The Semiotics of Women's Human Rights in Iran

120 Pages Posted: 26 Mar 2007

Abstract

The status of women's human rights in Iran today is a complex issue mired in contradiction and paradox, not unlike the Iranian society itself. The Iranian language reflects this paradox because words reportedly have double meanings that produce vagueness and intentional ambiguity resulting in misunderstandings for some and advantages for others engaged in the fine art of hiding what one really means to say.

This linguistic deception is not unusual especially for Iranian women who must behave one way publicly and another way privately, even though society in the Islamist State has been forced to adopt a universalist moral code that militates against relativist ethics.

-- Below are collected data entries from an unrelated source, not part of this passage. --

//! Map an observed BSSID back to the physical access point that emits it.
//!
//! Multi-radio APs derive their BSSIDs from one base address. Two vendor
//! numbering conventions are folded into the match:
//!
//! - the first octet may have bit 3 toggled between co-located radios
//!   (octet delta 0 or 8);
//! - each radio exposes up to [`VIRTUAL_BSSIDS_PER_AP`] virtual BSSIDs whose
//!   last octet counts up from the catalog's base octet.
//!
//! The middle four octets must match exactly.

use crate::bssid::Bssid;
use crate::catalog::ApTargetRecord;

/// Allowed first-octet deltas between an observed address and its base.
pub const FIRST_OCTET_DELTAS: [u8; 2] = [0, 8];

/// Number of virtual BSSIDs a single radio may advertise.
pub const VIRTUAL_BSSIDS_PER_AP: u8 = 16;

/// Whether `observed` belongs to the access point whose base address is `base`.
pub fn matches(observed: &Bssid, base: &Bssid) -> bool {
    let o = observed.octets();
    let r = base.octets();

    o[1..5] == r[1..5]
        && FIRST_OCTET_DELTAS.contains(&o[0].abs_diff(r[0]))
        && o[5].wrapping_sub(r[5]) < VIRTUAL_BSSIDS_PER_AP
}

/// Find the access point record for `observed`.
///
/// When several records match, the first one in catalog order wins and the
/// ambiguity is logged.
pub fn match_bssid<'a>(observed: &Bssid, records: &'a [ApTargetRecord]) -> Option<&'a ApTargetRecord> {
    let mut hits = records.iter().filter(|r| matches(observed, &r.id));
    let first = hits.next()?;

    let others: Vec<String> = hits.map(|r| r.id.to_string()).collect();
    if !others.is_empty() {
        tracing::warn!(
            bssid = %observed,
            selected = %first.id,
            ignored = ?others,
            "ambiguous access point match; selecting the first catalog entry"
        );
    }
    Some(first)
}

Human rights abuses are prevalent in Iran today, and women suffer most from this deplorable condition. The following serious human rights abuses exist in Iran and detrimentally impact women: summary executions, disappearances, widespread use of torture and other degrading treatment including rape, severe punishments including stoning to death and public flogging, harsh prison conditions, arbitrary arrests and detention, prolonged and incommunicado detention, impunity of government officials accused of misconduct in judicial proceedings; the influence of conservative government clerics' in the judiciary preventing citizens from due process or fair trials; governmental restriction of the freedom of religion; flagrant discrimination against religious minorities; governmental control over the selection of candidates for elections; governmental restriction of the work of human rights groups in Iran; domestic and public violence against women; the increase of women children runaways, prostitution and sex trafficking; increased poverty in Iran where 29% of the families below the poverty line are single mothers.

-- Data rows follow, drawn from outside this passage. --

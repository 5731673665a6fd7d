//! The roaming control loop.
//!
//! ```text
//!   Init ──ok──▶ Steady ──tick──▶ Steady ...
//!     │
//!     └─fail──▶ Halted (terminal, no further network action)
//! ```
//!
//! Each steady tick runs scan → match → select → apply → verify, with an
//! immediate rollback to unconstrained roaming when the pinned connection
//! fails to come up. Tick failures never leave the tick; only INIT failures
//! halt the controller.

use std::future::Future;
use std::time::Duration;

use thiserror::Error;

use crate::backend::{BackendError, NetworkBackend, WifiSlave};
use crate::bssid::Bssid;
use crate::catalog::{CatalogError, GeoCatalog, Position};
use crate::selector;

/// Startup failures. All of them put the controller in [`Phase::Halted`].
#[derive(Debug, Error)]
pub enum InitError {
    #[error("network topology check failed: {0}")]
    Topology(#[source] BackendError),
    #[error("catalog error: {0}")]
    Catalog(#[from] CatalogError),
    #[error("cannot determine station identity: {0}")]
    Identity(#[source] Box<dyn std::error::Error + Send + Sync>),
    #[error("controller already halted")]
    Halted,
}

#[derive(Debug, Clone)]
pub struct ControllerConfig {
    /// Log intended profile changes without applying them.
    pub dry_run: bool,
    /// Skip apply/verify while the selection equals the committed BSSID.
    pub one_shot: bool,
    pub interval: Duration,
    /// Upper bound for each individual backend call.
    pub call_timeout: Duration,
}

impl Default for ControllerConfig {
    fn default() -> Self {
        Self {
            dry_run: false,
            one_shot: false,
            interval: Duration::from_secs(30),
            call_timeout: Duration::from_secs(20),
        }
    }
}

/// What the controller has validated and resolved at startup.
#[derive(Debug, Clone, PartialEq)]
pub struct SteadyTarget {
    pub slave: WifiSlave,
    pub station: Position,
}

#[derive(Debug, Clone, PartialEq)]
pub enum Phase {
    Init,
    Steady(SteadyTarget),
    /// Terminal. The controller performs no further network action.
    Halted,
}

#[derive(Debug, Clone, Default, PartialEq, Eq)]
pub struct SelectionState {
    /// Last BSSID whose activation was verified.
    pub last_bssid: Option<Bssid>,
    /// An override written by this controller may still be in place.
    pub override_applied: bool,
}

impl SelectionState {
    /// A pinned BSSID failed verification and clearing it has not succeeded yet.
    pub fn rollback_pending(&self) -> bool {
        self.override_applied && self.last_bssid.is_none()
    }
}

/// Result of one steady-state tick.
#[derive(Debug, Clone, PartialEq)]
pub enum TickOutcome {
    /// The controller is not in the steady phase; nothing was done.
    Idle,
    /// One-shot mode kept an already verified BSSID without touching the profile.
    Kept(Bssid),
    /// The profile's override already matched the selection.
    Unchanged(Option<Bssid>),
    /// Override pinned to this BSSID and the connection verified active.
    Applied(Bssid),
    /// Override removed because nothing in the catalog was visible.
    Cleared,
    /// Pinning to this BSSID did not come up; the override was reverted.
    RolledBack(Bssid),
    /// A backend call failed; the next tick retries.
    Failed(BackendError),
}

pub struct RoamingController<N> {
    backend: N,
    catalog: GeoCatalog,
    station_id: String,
    config: ControllerConfig,
    phase: Phase,
    state: SelectionState,
}

impl<N: NetworkBackend> RoamingController<N> {
    pub fn new(
        backend: N,
        catalog: GeoCatalog,
        station_id: impl Into<String>,
        config: ControllerConfig,
    ) -> Self {
        Self {
            backend,
            catalog,
            station_id: station_id.into(),
            config,
            phase: Phase::Init,
            state: SelectionState::default(),
        }
    }

    pub fn phase(&self) -> &Phase {
        &self.phase
    }

    pub fn state(&self) -> &SelectionState {
        &self.state
    }

    /// Validate the topology and resolve the station position.
    ///
    /// On failure the controller moves to [`Phase::Halted`] and stays there.
    pub async fn init(&mut self) -> Result<(), InitError> {
        match self.phase {
            Phase::Init => {}
            Phase::Steady(_) => return Ok(()),
            Phase::Halted => return Err(InitError::Halted),
        }
        match self.validate().await {
            Ok(target) => {
                tracing::info!(
                    interface = %target.slave.device,
                    ssid = %target.slave.profile.ssid,
                    x = target.station.x,
                    y = target.station.y,
                    "roaming controller ready"
                );
                self.phase = Phase::Steady(target);
                Ok(())
            }
            Err(e) => {
                tracing::warn!(error = %e, "unsupported configuration; halting");
                self.phase = Phase::Halted;
                Err(e)
            }
        }
    }

    async fn validate(&self) -> Result<SteadyTarget, InitError> {
        let timeout = self.config.call_timeout;

        tracing::info!("inspecting the primary connection");
        let slave = bounded(
            timeout,
            "primary connection lookup",
            self.backend.find_primary_bonded_wifi_slave(),
        )
        .await
        .map_err(InitError::Topology)?;

        let interfaces = bounded(
            timeout,
            "wireless slave listing",
            self.backend.list_wifi_slave_interfaces(),
        )
        .await
        .map_err(InitError::Topology)?;
        if interfaces.is_empty() {
            return Err(InitError::Topology(BackendError::NoWifiSlave(
                slave.connection.to_string(),
            )));
        }
        tracing::info!(
            interfaces = ?interfaces,
            selected = %slave.device,
            "found wireless slave interfaces"
        );

        let station = self.catalog.station_position(&self.station_id)?;
        tracing::info!(node = %self.station_id, x = station.x, y = station.y, "station located");

        Ok(SteadyTarget { slave, station })
    }

    /// Run one scan → select → apply → verify cycle.
    pub async fn tick(&mut self) -> TickOutcome {
        let Phase::Steady(target) = &self.phase else {
            return TickOutcome::Idle;
        };
        let target = target.clone();

        match self.steady_tick(&target).await {
            Ok(outcome) => outcome,
            Err(e) => {
                tracing::warn!(error = %e, "tick failed; retrying next interval");
                TickOutcome::Failed(e)
            }
        }
    }

    async fn steady_tick(&mut self, target: &SteadyTarget) -> Result<TickOutcome, BackendError> {
        let timeout = self.config.call_timeout;
        let slave = &target.slave;
        let ssid = slave.profile.ssid.as_str();

        tracing::debug!(ssid, "rescanning");
        if let Err(e) = bounded(timeout, "rescan", self.backend.rescan(&slave.device, ssid)).await {
            tracing::warn!(error = %e, "rescan request failed; using cached scan results");
        }
        let visible = bounded(
            timeout,
            "BSSID listing",
            self.backend.list_visible_bssids(&slave.device, ssid),
        )
        .await?;

        let fastest = selector::fastest(&visible);
        tracing::debug!(visible = visible.len(), fastest = ?fastest, "detected BSSIDs");

        let candidates = selector::match_candidates(&fastest, self.catalog.access_points());
        let selected = selector::nearest(target.station, &candidates);
        match selected {
            Some(bssid) => tracing::debug!(bssid = %bssid, "nearest access point"),
            None => tracing::debug!("no known access point visible"),
        }

        if self.config.one_shot {
            if let Some(bssid) = selected.filter(|b| self.state.last_bssid == Some(*b)) {
                tracing::debug!(bssid = %bssid, "keeping the committed BSSID");
                return Ok(TickOutcome::Kept(bssid));
            }
        }

        let current = bounded(
            timeout,
            "override lookup",
            self.backend.bssid_override(&slave.profile),
        )
        .await?;
        if current == selected {
            // A pin nobody verified: left by a failed rollback or by an earlier run.
            if let Some(bssid) = selected.filter(|b| self.state.last_bssid != Some(*b)) {
                return self.confirm(slave, bssid).await;
            }
            if selected.is_none() {
                self.state = SelectionState::default();
            }
            return Ok(TickOutcome::Unchanged(selected));
        }

        let Some(bssid) = selected else {
            self.switch(slave, None).await?;
            self.state = SelectionState::default();
            tracing::info!("BSSID override removed");
            return Ok(TickOutcome::Cleared);
        };

        self.switch(slave, Some(bssid)).await?;

        if self.verify(slave).await {
            tracing::info!(bssid = %bssid, "switched BSSID");
            self.state = SelectionState {
                last_bssid: Some(bssid),
                override_applied: true,
            };
            return Ok(TickOutcome::Applied(bssid));
        }

        tracing::warn!(bssid = %bssid, connection = %slave.connection, "connection inactive after switching; reverting");
        self.roll_back(slave, bssid).await
    }

    /// Handle an override that already equals the selection but was never
    /// verified by this controller.
    async fn confirm(&mut self, slave: &WifiSlave, bssid: Bssid) -> Result<TickOutcome, BackendError> {
        if self.state.rollback_pending() {
            tracing::warn!(bssid = %bssid, "retrying rollback of a failed override");
            return self.roll_back(slave, bssid).await;
        }

        tracing::info!(bssid = %bssid, "verifying existing BSSID override");
        if self.verify(slave).await {
            self.state = SelectionState {
                last_bssid: Some(bssid),
                override_applied: true,
            };
            return Ok(TickOutcome::Unchanged(Some(bssid)));
        }
        tracing::warn!(bssid = %bssid, connection = %slave.connection, "connection inactive on existing override; reverting");
        self.roll_back(slave, bssid).await
    }

    /// Clear the override after `bssid` failed to come up. Until the clear
    /// succeeds the state stays rollback-pending, so a later tick retries it.
    async fn roll_back(&mut self, slave: &WifiSlave, bssid: Bssid) -> Result<TickOutcome, BackendError> {
        self.state = SelectionState {
            last_bssid: None,
            override_applied: true,
        };
        self.switch(slave, None).await?;
        self.state = SelectionState::default();
        Ok(TickOutcome::RolledBack(bssid))
    }

    /// Update the override and reactivate the connection.
    ///
    /// A failed reactivation is not returned as an error: the caller's
    /// verification step decides what to do about it.
    async fn switch(&self, slave: &WifiSlave, bssid: Option<Bssid>) -> Result<(), BackendError> {
        let target = bssid.map_or_else(|| "any".to_string(), |b| b.to_string());
        if self.config.dry_run {
            tracing::info!(bssid = %target, profile = %slave.profile.uuid, "dry run: would update BSSID override");
            return Ok(());
        }

        let timeout = self.config.call_timeout;
        tracing::debug!(bssid = %target, profile = %slave.profile.uuid, "updating wifi profile");
        bounded(
            timeout,
            "override update",
            self.backend.set_bssid_override(&slave.profile, bssid),
        )
        .await?;

        if let Err(e) = bounded(
            timeout,
            "profile activation",
            self.backend.apply_profile(&slave.profile, &slave.connection),
        )
        .await
        {
            tracing::warn!(error = %e, connection = %slave.connection, "profile activation failed");
        }
        Ok(())
    }

    /// Whether the managed connection is active. Unknown counts as inactive.
    async fn verify(&self, slave: &WifiSlave) -> bool {
        match bounded(
            self.config.call_timeout,
            "active connection listing",
            self.backend.list_active_connections(),
        )
        .await
        {
            Ok(active) => active.contains(&slave.connection),
            Err(e) => {
                tracing::warn!(error = %e, "cannot verify activation");
                false
            }
        }
    }

    /// Run INIT, then tick forever.
    ///
    /// Returns only when INIT fails. The returned error means "do not retry":
    /// the caller should idle rather than restart the controller.
    pub async fn run(mut self) -> InitError {
        if let Err(e) = self.init().await {
            return e;
        }
        loop {
            let outcome = self.tick().await;
            tracing::trace!(?outcome, "tick complete");
            tracing::debug!(secs = self.config.interval.as_secs_f64(), "waiting for next scan");
            tokio::time::sleep(self.config.interval).await;
        }
    }
}

async fn bounded<T>(
    after: Duration,
    operation: &'static str,
    call: impl Future<Output = Result<T, BackendError>>,
) -> Result<T, BackendError> {
    tokio::time::timeout(after, call)
        .await
        .map_err(|_| BackendError::Timeout { operation, after })?
}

Women's human rights and the role of women in Iranian society are tied up in a thick web of historical, political, cultural, economic, social and legal factors all of which work together in an intricate contextual system like a structural puzzle whose parts or elements can be identified and analyzed. Each of these elements is itself a sign system with complex underlying mechanisms. Each sign system plays a significant role in the development and continuation of human rights abuses of women in Iran. Classical structural analysis provides insights into surface and deep meanings. Semiotic analysis, one that studies signs of women's human rights, will reveal hidden, deeper structures that may be unknown even to the women themselves.

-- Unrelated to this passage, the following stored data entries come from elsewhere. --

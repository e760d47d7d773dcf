//! Wizard configuration.
//!
//! Values come from [`Default`], a JSON document, or `BOOKING_*` environment
//! variables. Times are written as `"HH:MM"`.

use std::env;
use std::path::Path;

use chrono::{NaiveTime, Timelike};
use serde::{Deserialize, Serialize};
use thiserror::Error;
use tracing::{debug, warn};

/// Configuration errors.
#[derive(Error, Debug)]
pub enum ConfigError {
    #[error("I/O error: {0}")]
    Io(#[from] std::io::Error),

    #[error("JSON parse error: {0}")]
    Json(#[from] serde_json::Error),

    #[error("Invalid configuration: {0}")]
    Invalid(String),
}

pub type ConfigResult<T> = Result<T, ConfigError>;

/// Opening hours and availability simulation parameters.
#[derive(Debug, Clone, Serialize, Deserialize, PartialEq)]
#[serde(default)]
pub struct ScheduleConfig {
    /// First slot of the day
    #[serde(with = "hhmm")]
    pub opening: NaiveTime,
    /// Last slot of the day (inclusive)
    #[serde(with = "hhmm")]
    pub closing: NaiveTime,
    /// Cadence between slot labels
    pub slot_minutes: u32,
    /// Lunch break start (inclusive)
    #[serde(with = "hhmm")]
    pub lunch_start: NaiveTime,
    /// Lunch break end (exclusive)
    #[serde(with = "hhmm")]
    pub lunch_end: NaiveTime,
    /// Probability that a slot outside lunch is free
    pub availability_rate: f64,
}

impl Default for ScheduleConfig {
    fn default() -> Self {
        Self {
            opening: time(8, 0),
            closing: time(18, 0),
            slot_minutes: 30,
            lunch_start: time(12, 0),
            lunch_end: time(14, 0),
            availability_rate: 0.6,
        }
    }
}

impl ScheduleConfig {
    /// Check internal consistency.
    pub fn validate(&self) -> ConfigResult<()> {
        if self.opening > self.closing {
            return Err(ConfigError::Invalid(format!(
                "opening {} is after closing {}",
                self.opening.format("%H:%M"),
                self.closing.format("%H:%M")
            )));
        }
        if self.slot_minutes == 0 || self.slot_minutes > 24 * 60 {
            return Err(ConfigError::Invalid(format!(
                "slot length must be between 1 and 1440 minutes, got {}",
                self.slot_minutes
            )));
        }
        if self.lunch_start > self.lunch_end {
            return Err(ConfigError::Invalid(format!(
                "lunch start {} is after lunch end {}",
                self.lunch_start.format("%H:%M"),
                self.lunch_end.format("%H:%M")
            )));
        }
        if !(0.0..=1.0).contains(&self.availability_rate) {
            return Err(ConfigError::Invalid(format!(
                "availability rate must be within [0, 1], got {}",
                self.availability_rate
            )));
        }
        Ok(())
    }

    /// Whether a slot starting at `start` falls in the lunch break.
    pub fn is_lunch(&self, start: NaiveTime) -> bool {
        start >= self.lunch_start && start < self.lunch_end
    }

    /// Number of slot labels in a day.
    pub fn slots_per_day(&self) -> usize {
        if self.opening > self.closing {
            return 0;
        }
        let span = u64::from(
            self.closing.num_seconds_from_midnight() - self.opening.num_seconds_from_midnight(),
        );
        let step = u64::from(self.slot_minutes.max(1)) * 60;
        (span / step) as usize + 1
    }
}

/// Top-level configuration.
#[derive(Debug, Clone, Default, Serialize, Deserialize, PartialEq)]
#[serde(default)]
pub struct WizardConfig {
    pub schedule: ScheduleConfig,
}

impl WizardConfig {
    /// Read overrides from `BOOKING_*` variables, falling back to defaults.
    pub fn from_env() -> Self {
        let defaults = ScheduleConfig::default();
        let schedule = ScheduleConfig {
            opening: env_time("BOOKING_OPENING", defaults.opening),
            closing: env_time("BOOKING_CLOSING", defaults.closing),
            slot_minutes: env_parse("BOOKING_SLOT_MINUTES", defaults.slot_minutes),
            lunch_start: env_time("BOOKING_LUNCH_START", defaults.lunch_start),
            lunch_end: env_time("BOOKING_LUNCH_END", defaults.lunch_end),
            availability_rate: env_parse("BOOKING_AVAILABILITY_RATE", defaults.availability_rate),
        };

        let config = Self { schedule };
        if let Err(e) = config.validate() {
            warn!("Environment configuration rejected ({}), using defaults", e);
            return Self::default();
        }
        config
    }

    /// Parse a JSON document. Missing keys keep their defaults.
    pub fn from_json_str(json: &str) -> ConfigResult<Self> {
        let config: Self = serde_json::from_str(json)?;
        config.validate()?;
        Ok(config)
    }

    /// Load a JSON configuration file.
    pub fn from_file<P: AsRef<Path>>(path: P) -> ConfigResult<Self> {
        let path = path.as_ref();
        debug!("Loading configuration from {}", path.display());
        let json = std::fs::read_to_string(path)?;
        Self::from_json_str(&json)
    }

    pub fn validate(&self) -> ConfigResult<()> {
        self.schedule.validate()
    }
}

fn time(hour: u32, minute: u32) -> NaiveTime {
    NaiveTime::from_hms_opt(hour, minute, 0).unwrap_or_default()
}

fn env_time(key: &str, default: NaiveTime) -> NaiveTime {
    match env::var(key) {
        Ok(raw) => match NaiveTime::parse_from_str(raw.trim(), hhmm::FORMAT) {
            Ok(value) => value,
            Err(_) => {
                warn!("{} is not a valid HH:MM time ({:?}), using default", key, raw);
                default
            }
        },
        Err(_) => default,
    }
}

fn env_parse<T: std::str::FromStr>(key: &str, default: T) -> T {
    match env::var(key) {
        Ok(raw) => raw.trim().parse().unwrap_or_else(|_| {
            warn!("{} could not be parsed ({:?}), using default", key, raw);
            default
        }),
        Err(_) => default,
    }
}

/// Serde adapter for `"HH:MM"` times.
mod hhmm {
    use chrono::NaiveTime;
    use serde::{Deserialize, Deserializer, Serializer};

    pub const FORMAT: &str = "%H:%M";

    pub fn serialize<S: Serializer>(time: &NaiveTime, serializer: S) -> Result<S::Ok, S::Error> {
        serializer.serialize_str(&time.format(FORMAT).to_string())
    }

    pub fn deserialize<'de, D: Deserializer<'de>>(deserializer: D) -> Result<NaiveTime, D::Error> {
        let raw = String::deserialize(deserializer)?;
        NaiveTime::parse_from_str(&raw, FORMAT).map_err(serde::de::Error::custom)
    }
}

#[cfg(test)]
mod tests {
    use super::*;
    use std::io::Write;

    #[test]
    fn test_defaults_are_valid() {
        let config = WizardConfig::default();
        assert!(config.validate().is_ok());
        assert_eq!(config.schedule.slots_per_day(), 21);
    }

    #[test]
    fn test_lunch_window() {
        let config = ScheduleConfig::default();
        assert!(!config.is_lunch(time(11, 30)));
        assert!(config.is_lunch(time(12, 0)));
        assert!(config.is_lunch(time(13, 30)));
        assert!(!config.is_lunch(time(14, 0)));
    }

    #[test]
    fn test_partial_json_keeps_defaults() {
        let config = WizardConfig::from_json_str(
            r#"{"schedule": {"opening": "09:00", "availability_rate": 1.0}}"#,
        )
        .unwrap();

        assert_eq!(config.schedule.opening, time(9, 0));
        assert_eq!(config.schedule.closing, time(18, 0));
        assert_eq!(config.schedule.availability_rate, 1.0);
    }

    #[test]
    fn test_invalid_json_values_rejected() {
        let err = WizardConfig::from_json_str(r#"{"schedule": {"opening": "9h"}}"#);
        assert!(matches!(err, Err(ConfigError::Json(_))));

        let err = WizardConfig::from_json_str(
            r#"{"schedule": {"opening": "19:00", "closing": "18:00"}}"#,
        );
        assert!(matches!(err, Err(ConfigError::Invalid(_))));

        let err = WizardConfig::from_json_str(r#"{"schedule": {"slot_minutes": 0}}"#);
        assert!(matches!(err, Err(ConfigError::Invalid(_))));

        let err = WizardConfig::from_json_str(r#"{"schedule": {"availability_rate": 1.5}}"#);
        assert!(matches!(err, Err(ConfigError::Invalid(_))));
    }

    #[test]
    fn test_serialized_times_use_hhmm() {
        let json = serde_json::to_string(&WizardConfig::default()).unwrap();
        assert!(json.contains("\"opening\":\"08:00\""));
        assert!(json.contains("\"lunch_end\":\"14:00\""));
    }

    #[test]
    fn test_from_file() {
        let mut file = tempfile::NamedTempFile::new().unwrap();
        write!(file, r#"{{"schedule": {{"slot_minutes": 15}}}}"#).unwrap();

        let config = WizardConfig::from_file(file.path()).unwrap();
        assert_eq!(config.schedule.slot_minutes, 15);
        assert_eq!(config.schedule.slots_per_day(), 41);
    }

    #[test]
    fn test_missing_file() {
        let result = WizardConfig::from_file("/nonexistent/booking.json");
        assert!(matches!(result, Err(ConfigError::Io(_))));
    }
}
//! Tracing subscriber setup for hosts that do not install their own.

use tracing_subscriber::EnvFilter;

/// Filter used when `RUST_LOG` is unset.
pub const DEFAULT_FILTER: &str = "booking_wizard_core=info";

/// Install a formatting subscriber. Returns `false` if one was already set.
pub fn init() -> bool {
    let filter = EnvFilter::try_from_default_env().unwrap_or_else(|_| EnvFilter::new(DEFAULT_FILTER));

    tracing_subscriber::fmt()
        .with_env_filter(filter)
        .with_target(false)
        .try_init()
        .is_ok()
}

#[cfg(test)]
mod tests {
    use super::*;

    #[test]
    fn test_init_is_idempotent() {
        init();
        assert!(!init());
    }
}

Semiotics is the science of signs. Legal Semiotics is the application of semiotic theory to legal or literary discourse by researchers engaged in hermeneutics and the interpretation of complex fields like art, music, literature, film, or the law. Reading, writing, interpretation of documents and cases, negotiation, interviewing, and juror selection are merely a few of the lawyerly tasks involving the fundamental elements of semiotics - an exchange between two or more speakers through the medium of coded language. The study of coded language depends on interpretation and contexts. This semiotic study will examine various types of coded sign systems that, when decoded and interpreted contextually, reveal hidden realities about women's human rights in Iran. The analysis will attempt to determine how and the extent to which basic human rights are being denied to women in Iran today and whether there is hope for more justice and gender equality in Iran in the future.

Part I of this study will examine the historic and political contexts of women's human rights in Iran.

Part II will look at the sign system of wearing women's Islamic garb known as the hejab or veil in order to uncover the meaning of the many different messages this act conveys. We will discuss the significance of the French headscarf case and the Turkish headscarf case decided finally in the European Court of Human Rights. That court based its almost unanimous decision denying the right to wear a headscarf in public schools and universities on pure semiotics.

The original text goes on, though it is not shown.